** THE RECORDS follows **

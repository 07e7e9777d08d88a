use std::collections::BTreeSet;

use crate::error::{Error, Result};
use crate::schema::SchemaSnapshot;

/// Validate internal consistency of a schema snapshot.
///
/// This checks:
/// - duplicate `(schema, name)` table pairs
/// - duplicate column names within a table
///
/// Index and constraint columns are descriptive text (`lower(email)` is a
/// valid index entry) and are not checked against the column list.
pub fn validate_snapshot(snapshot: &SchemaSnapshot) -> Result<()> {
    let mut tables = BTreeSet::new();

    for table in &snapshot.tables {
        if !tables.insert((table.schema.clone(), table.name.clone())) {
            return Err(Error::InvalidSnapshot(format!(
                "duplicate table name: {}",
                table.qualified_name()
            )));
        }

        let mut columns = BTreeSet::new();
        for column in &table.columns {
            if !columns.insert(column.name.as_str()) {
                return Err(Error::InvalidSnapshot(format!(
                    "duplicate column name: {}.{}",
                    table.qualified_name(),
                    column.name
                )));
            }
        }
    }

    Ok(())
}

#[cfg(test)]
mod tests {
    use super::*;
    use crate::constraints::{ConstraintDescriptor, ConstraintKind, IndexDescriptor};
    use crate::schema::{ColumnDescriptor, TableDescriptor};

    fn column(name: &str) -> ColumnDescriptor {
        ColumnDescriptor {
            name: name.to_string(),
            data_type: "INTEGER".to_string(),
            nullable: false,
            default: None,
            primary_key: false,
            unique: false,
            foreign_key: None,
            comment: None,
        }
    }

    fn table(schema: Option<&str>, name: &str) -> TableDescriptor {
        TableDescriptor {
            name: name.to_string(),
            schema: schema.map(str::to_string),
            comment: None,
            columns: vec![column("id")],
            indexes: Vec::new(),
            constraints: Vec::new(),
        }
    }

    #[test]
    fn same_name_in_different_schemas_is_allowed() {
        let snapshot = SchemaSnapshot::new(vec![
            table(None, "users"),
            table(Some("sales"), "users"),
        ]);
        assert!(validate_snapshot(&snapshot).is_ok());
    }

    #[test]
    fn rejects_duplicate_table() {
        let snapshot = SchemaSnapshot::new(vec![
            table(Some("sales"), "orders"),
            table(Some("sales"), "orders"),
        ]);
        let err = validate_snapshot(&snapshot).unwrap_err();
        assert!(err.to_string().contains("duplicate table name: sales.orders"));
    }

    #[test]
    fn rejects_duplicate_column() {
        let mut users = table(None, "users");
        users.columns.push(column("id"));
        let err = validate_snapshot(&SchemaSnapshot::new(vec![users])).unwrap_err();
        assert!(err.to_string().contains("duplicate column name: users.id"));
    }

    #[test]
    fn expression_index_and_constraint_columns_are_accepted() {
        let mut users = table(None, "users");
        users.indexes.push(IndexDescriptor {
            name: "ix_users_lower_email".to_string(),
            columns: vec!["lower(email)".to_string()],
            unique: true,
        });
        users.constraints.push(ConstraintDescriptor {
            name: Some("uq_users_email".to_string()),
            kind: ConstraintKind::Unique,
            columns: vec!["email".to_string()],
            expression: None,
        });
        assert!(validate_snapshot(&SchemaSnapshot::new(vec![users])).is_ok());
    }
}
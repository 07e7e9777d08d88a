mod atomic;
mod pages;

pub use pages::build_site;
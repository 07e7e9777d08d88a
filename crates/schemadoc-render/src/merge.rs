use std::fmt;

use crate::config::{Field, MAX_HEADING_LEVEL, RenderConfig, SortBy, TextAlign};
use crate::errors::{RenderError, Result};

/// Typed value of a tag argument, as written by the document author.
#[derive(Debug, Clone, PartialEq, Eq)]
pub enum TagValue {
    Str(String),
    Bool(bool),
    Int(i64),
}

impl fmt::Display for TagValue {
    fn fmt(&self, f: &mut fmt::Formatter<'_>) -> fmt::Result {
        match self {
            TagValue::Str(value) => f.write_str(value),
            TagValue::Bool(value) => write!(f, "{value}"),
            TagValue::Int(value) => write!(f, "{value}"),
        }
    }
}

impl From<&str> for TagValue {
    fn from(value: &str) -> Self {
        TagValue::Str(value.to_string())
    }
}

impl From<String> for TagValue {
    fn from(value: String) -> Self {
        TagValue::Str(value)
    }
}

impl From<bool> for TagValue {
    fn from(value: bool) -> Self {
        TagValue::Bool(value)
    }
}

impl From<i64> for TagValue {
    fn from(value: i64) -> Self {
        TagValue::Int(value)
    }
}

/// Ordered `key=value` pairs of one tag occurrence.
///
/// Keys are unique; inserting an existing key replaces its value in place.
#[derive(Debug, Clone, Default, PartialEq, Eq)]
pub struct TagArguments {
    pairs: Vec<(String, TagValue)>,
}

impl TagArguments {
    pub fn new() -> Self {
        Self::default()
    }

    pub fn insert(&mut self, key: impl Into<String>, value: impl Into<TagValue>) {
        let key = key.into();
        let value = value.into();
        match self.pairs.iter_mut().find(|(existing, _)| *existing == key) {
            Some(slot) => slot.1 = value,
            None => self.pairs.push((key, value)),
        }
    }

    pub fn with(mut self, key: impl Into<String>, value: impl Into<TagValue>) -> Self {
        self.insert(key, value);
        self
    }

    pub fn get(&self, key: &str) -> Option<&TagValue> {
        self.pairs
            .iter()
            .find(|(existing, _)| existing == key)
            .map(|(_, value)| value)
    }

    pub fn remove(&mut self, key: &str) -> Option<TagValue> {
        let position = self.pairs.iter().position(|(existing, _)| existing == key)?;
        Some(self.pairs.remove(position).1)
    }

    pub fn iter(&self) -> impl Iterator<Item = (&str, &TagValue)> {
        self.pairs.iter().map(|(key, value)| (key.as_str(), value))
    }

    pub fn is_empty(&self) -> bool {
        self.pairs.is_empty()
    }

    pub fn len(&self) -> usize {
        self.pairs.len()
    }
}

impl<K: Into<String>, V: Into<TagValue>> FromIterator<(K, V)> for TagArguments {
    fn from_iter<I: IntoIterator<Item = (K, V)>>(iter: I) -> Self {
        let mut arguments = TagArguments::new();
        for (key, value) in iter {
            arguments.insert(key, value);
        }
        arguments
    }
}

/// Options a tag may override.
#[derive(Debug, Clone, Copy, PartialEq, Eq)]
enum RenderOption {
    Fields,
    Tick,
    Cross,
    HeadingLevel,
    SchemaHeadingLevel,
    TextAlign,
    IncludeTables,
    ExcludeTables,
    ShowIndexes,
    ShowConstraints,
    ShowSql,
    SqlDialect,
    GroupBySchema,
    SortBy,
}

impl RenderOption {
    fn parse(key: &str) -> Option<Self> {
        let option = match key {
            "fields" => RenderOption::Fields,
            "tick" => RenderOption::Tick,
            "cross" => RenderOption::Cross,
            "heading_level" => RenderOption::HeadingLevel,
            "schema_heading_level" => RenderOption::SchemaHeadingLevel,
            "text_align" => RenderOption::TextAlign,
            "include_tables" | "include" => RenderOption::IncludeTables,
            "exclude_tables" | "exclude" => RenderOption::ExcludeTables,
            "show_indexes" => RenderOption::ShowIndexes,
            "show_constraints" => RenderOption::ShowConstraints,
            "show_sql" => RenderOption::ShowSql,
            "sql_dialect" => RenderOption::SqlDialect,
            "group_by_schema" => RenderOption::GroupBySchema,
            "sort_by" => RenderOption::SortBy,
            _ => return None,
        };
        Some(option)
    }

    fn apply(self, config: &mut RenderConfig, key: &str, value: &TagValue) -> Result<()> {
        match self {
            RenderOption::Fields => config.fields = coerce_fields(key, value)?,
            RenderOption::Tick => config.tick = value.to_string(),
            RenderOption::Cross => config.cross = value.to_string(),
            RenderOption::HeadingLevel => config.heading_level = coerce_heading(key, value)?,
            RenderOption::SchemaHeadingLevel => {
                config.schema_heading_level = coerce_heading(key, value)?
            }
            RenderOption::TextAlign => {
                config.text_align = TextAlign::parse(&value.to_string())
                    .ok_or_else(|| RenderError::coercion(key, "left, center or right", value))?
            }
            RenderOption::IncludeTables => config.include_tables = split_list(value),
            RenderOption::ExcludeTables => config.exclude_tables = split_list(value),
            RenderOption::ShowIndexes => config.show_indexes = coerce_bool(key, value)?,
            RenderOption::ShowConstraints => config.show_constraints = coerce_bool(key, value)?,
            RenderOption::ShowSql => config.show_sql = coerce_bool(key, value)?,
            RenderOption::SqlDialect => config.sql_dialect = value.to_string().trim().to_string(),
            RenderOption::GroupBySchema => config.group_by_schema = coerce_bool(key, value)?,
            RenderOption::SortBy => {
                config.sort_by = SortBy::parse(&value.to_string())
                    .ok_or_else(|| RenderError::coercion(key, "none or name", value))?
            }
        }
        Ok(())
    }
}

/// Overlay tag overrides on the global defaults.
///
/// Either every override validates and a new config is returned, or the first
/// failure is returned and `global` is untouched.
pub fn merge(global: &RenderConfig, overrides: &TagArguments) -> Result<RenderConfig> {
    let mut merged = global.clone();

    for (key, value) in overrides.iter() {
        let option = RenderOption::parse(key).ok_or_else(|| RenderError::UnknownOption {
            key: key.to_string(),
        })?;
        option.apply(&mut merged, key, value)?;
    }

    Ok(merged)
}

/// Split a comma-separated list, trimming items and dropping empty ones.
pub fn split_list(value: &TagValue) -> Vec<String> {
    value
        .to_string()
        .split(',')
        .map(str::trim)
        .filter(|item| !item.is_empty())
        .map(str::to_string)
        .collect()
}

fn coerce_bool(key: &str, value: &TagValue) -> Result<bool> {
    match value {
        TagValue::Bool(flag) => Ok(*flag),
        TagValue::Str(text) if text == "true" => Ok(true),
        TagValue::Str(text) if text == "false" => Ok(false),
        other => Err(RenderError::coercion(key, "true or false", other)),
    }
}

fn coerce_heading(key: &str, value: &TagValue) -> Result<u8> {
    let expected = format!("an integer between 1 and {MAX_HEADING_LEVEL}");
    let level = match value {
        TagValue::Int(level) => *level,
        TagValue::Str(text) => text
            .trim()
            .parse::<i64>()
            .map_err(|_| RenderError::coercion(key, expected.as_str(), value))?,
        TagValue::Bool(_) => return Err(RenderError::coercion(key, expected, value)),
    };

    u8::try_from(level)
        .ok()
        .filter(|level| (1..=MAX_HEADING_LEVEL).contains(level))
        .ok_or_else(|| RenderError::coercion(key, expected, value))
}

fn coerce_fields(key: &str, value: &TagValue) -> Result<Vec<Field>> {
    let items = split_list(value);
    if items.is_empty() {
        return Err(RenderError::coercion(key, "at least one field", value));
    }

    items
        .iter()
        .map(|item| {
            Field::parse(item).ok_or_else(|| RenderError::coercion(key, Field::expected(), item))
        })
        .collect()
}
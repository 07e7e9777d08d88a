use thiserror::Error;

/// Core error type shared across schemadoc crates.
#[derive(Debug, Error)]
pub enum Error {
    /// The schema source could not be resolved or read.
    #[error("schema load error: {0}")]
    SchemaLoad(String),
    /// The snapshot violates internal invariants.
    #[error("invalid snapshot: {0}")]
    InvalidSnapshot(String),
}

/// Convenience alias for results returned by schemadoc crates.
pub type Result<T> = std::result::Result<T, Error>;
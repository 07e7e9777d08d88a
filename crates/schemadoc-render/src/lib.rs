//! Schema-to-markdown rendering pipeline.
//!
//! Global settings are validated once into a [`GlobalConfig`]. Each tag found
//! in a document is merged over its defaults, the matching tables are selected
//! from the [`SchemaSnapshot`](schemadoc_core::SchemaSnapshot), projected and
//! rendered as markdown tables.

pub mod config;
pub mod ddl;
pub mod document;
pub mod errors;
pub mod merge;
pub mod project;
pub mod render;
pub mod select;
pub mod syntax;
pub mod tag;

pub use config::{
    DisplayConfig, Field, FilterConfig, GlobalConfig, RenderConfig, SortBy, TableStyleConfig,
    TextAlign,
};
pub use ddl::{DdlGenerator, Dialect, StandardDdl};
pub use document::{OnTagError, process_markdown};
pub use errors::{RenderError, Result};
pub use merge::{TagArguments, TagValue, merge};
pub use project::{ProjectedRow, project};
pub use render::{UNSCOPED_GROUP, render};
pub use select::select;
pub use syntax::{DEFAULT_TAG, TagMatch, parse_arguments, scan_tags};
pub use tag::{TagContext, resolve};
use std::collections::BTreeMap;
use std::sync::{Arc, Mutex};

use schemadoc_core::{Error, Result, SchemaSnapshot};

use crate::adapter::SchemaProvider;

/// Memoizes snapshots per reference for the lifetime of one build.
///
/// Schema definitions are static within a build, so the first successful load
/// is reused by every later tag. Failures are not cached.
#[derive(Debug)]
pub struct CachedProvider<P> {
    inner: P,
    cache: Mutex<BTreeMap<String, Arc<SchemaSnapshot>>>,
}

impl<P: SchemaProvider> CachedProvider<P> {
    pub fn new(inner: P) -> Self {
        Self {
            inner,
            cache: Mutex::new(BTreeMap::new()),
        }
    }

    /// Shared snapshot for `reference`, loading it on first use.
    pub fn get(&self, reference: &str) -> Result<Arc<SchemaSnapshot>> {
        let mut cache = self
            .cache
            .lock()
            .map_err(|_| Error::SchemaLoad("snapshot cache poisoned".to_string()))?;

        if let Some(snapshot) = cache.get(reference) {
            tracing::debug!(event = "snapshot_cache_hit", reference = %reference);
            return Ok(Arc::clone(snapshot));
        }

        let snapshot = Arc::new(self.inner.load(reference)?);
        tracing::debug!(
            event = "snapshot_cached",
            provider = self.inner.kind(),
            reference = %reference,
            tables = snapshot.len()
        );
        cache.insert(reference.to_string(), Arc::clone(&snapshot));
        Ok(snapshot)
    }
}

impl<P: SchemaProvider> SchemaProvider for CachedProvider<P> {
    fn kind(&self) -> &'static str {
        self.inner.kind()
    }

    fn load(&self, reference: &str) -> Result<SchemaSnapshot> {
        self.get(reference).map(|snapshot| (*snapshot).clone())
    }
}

** End of THE RECORDS **

WORK REQUEST. Each line in the records above with "document" must be returned.

THE COMPLETED TASK.
/// Typed value of a tag argument, as written by the document author.
//! in a document is merged over its defaults, the matching tables are selected
pub mod document;
pub use document::{OnTagError, process_markdown};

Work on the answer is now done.